A Shaila también le dolió que el mexicano no se preocupara por la salud de su madre cuando esta fue diagnosticada con el cáncer que finalmente le costó la vida. Dejó incluso de llamarla cuando venía a nuestro país para visitar a Isabel Pantoja. Esta quiso vincularse con Juan Gabriel a finales de los ochenta, tras enviudar de Paquirri y regresar a la música con Marinero de luces, un disco conceptual compuesto por Perales que la catapultó a la cima musical. Y aquel le compuso y produjo Desde Andalucía, con el que se dio a conocer en el mercado latinoamericano. A partir de ahí profesaron adoración mutuamente, y la sevillana, madrina de uno de los hijos reconocidos del divo, se alojó más de una vez en casa de su amigo. La prensa especuló varias veces con un posible romance entre ellos, y la propia Isabel dijo en Supervivientes que Juan Gabriel le pidió matrimonio. «Quería que fuera su esposa, conociéndonos los dos, respetándonos los dos. Le dije que no, cantando. Él lo entendió perfectamente«.

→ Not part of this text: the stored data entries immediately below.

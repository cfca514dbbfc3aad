//! PlantUML diagram rendering.

use std::collections::{BTreeSet, HashMap, HashSet};

use crate::graph::{DependencyGraph, ReverseMap};

/// Render the graph as a PlantUML component diagram.
///
/// Every package mentioned in `graph` or `reverse` becomes a rectangle,
/// declared in lexicographic order: `root` is highlighted, packages with
/// their own graph entry use the default style, and packages seen only as
/// dependencies are marked as unexpanded. Direct edges follow in graph
/// order, then dashed `reverse` edges.
///
/// Every package gets its own alias. When two names sanitize to the same
/// alias, the later one in sort order takes the first free `_2`, `_3`, ...
/// suffix.
///
/// Output is deterministic for a given input.
#[must_use]
pub fn render_diagram(graph: &DependencyGraph, root: &str, reverse: Option<&ReverseMap>) -> String {
    let mut lines = vec![
        "@startuml".to_string(),
        "skinparam monochrome true".to_string(),
        "skinparam shadowing false".to_string(),
    ];

    let mut nodes: BTreeSet<&str> = graph.node_names();
    if let Some(reverse) = reverse {
        nodes.extend(reverse.node_names());
    }

    let aliases = alias_table(&nodes);
    let alias_of = |package: &str| {
        aliases
            .get(package)
            .cloned()
            .unwrap_or_else(|| alias(package))
    };

    for &package in &nodes {
        let style = if package == root {
            " #lightblue"
        } else if graph.contains(package) {
            ""
        } else {
            " #pink"
        };
        lines.push(format!(
            "rectangle \"{package}\" as {}{style}",
            alias_of(package)
        ));
    }

    for (package, deps) in graph.iter() {
        for dep in deps {
            lines.push(format!("{} --> {}", alias_of(package), alias_of(dep)));
        }
    }

    if let Some(reverse) = reverse {
        for (package, deps) in reverse.iter() {
            for dep in deps {
                lines.push(format!(
                    "{} -[dashed]-> {} : reverse",
                    alias_of(package),
                    alias_of(dep)
                ));
            }
        }
    }

    lines.push("@enduml".to_string());
    lines.join("\n")
}

/// Unique alias for every node, assigned in `nodes` order.
fn alias_table<'a>(nodes: &BTreeSet<&'a str>) -> HashMap<&'a str, String> {
    let mut taken: HashSet<String> = HashSet::with_capacity(nodes.len());
    let mut table = HashMap::with_capacity(nodes.len());
    for &package in nodes {
        let base = alias(package);
        let mut candidate = base.clone();
        let mut n = 2;
        while taken.contains(&candidate) {
            candidate = format!("{base}_{n}");
            n += 1;
        }
        taken.insert(candidate.clone());
        table.insert(package, candidate);
    }
    table
}

/// PlantUML-safe alias: every character outside `[A-Za-z0-9_]` becomes `_`.
#[must_use]
pub fn alias(package: &str) -> String {
    package
        .chars()
        .map(|c| if c.is_ascii_alphanumeric() || c == '_' { c } else { '_' })
        .collect()
}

Aunque algún allegado al mexicano que habló con él sobre el tema desmiente la versión de la tonadillera, y tampoco es que el cuento case con las conocidas preferencias sexuales de aquel (que aun así llegó a formar una familia con su amiga Laura Salas, madre de cuatro de sus retoños). Lo que no huele a embuste es que Juan Gabriel e Isabel seguían siendo buenos amigos cuando ella fue juzgada y condenada por blanqueo a dos años de prisión. No en vano, aquella viajó hasta México en verano de 2013 para participar en la gala del 40º aniversario en la música de su adorado y preparar otro disco con canciones suyas. Disco cuya publicación se fue posponiendo por los problemas legales de la cantante y que no vio la luz hasta otoño de 2016, al poco de que ella quedara en libertad y él falleciera como consecuencia de un infarto.

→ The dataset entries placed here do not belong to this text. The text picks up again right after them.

//! ferrum: run external programs with composable pipelines and redirections
//!
//! Commands are immutable values built from a [`LocalMachine`]: compose them
//! with `args`, `pipe` and the `redirect_*` builders, then `run` them (or
//! spawn them in the background and collect a [`RunFuture`]). Exit codes are
//! validated against an [`ExitExpectation`], wall-clock timeouts are
//! enforced by a shared background [`Watchdog`], and errors carry enough
//! structure to reconstruct a diagnostic without re-running anything.
//!
//! # Example
//!
//! ```no_run
//! use ferrum::LocalMachine;
//!
//! # fn main() -> ferrum::Result<()> {
//! let machine = LocalMachine::new();
//! let ls = machine.command("ls")?;
//! let grep = machine.command("grep")?;
//!
//! let out = ls.pipe(grep.arg("toml")).run()?;
//! println!("{}", out.stdout);
//! # Ok(())
//! # }
//! ```

pub mod command;
pub mod env;
pub mod execution;
pub mod machine;

pub use command::{Cmd, RedirectTarget, Token, QUOTE_LEVEL};
pub use env::Environment;
pub use execution::{
    Clock, ExitExpectation, OutputEncoding, RunFuture, RunOptions, RunOutput, RunningProcess,
    SystemClock, Watchdog,
};
pub use machine::{CwdGuard, EnvGuard, LocalMachine};

pub use ferrum_core::{sh_quote, sh_quote_list, FerrumError, Result};
pub use ferrum_path::LocalPath;
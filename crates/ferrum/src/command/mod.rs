//! Command composition: building argument vectors and spawn configuration
//! without executing anything until asked

pub mod grammar;
pub mod spawn;

pub use grammar::{BoundCommand, Cmd, Program, RedirectTarget, Redirection, StdinData, Token, QUOTE_LEVEL};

Se publicó en la prensa española que Agustín Pantoja, hermano, ex cantante y desde hace tiempo mano derecha de Isabel, se desplazó hasta México para acudir al funeral del divo, con el que también llegó a tener una amistad muy estrecha. «Vivieron juntos y Agustín le ayudó mucho con los niños. Cuidó de sus hijos y Juan Gabriel siempre le ha estado agradecido», comentó el que fuera secretario y amigo del mexicano, Joaquín Muñoz. A raíz de su partida, empezó a circular que nuestro protagonista había dejado una herencia que incluía al menos 30 inmuebles en México y Estados Unidos, y que también contaba con un piso, en el barrio madrileño de Chueca, que podía ir a parar a manos de la intérprete de Así fue. Claro que al cabo de un tiempo se aclaró que esa vivienda seguía a nombre de su hijo adoptivo Iván Aguilera, nombrado heredero universal.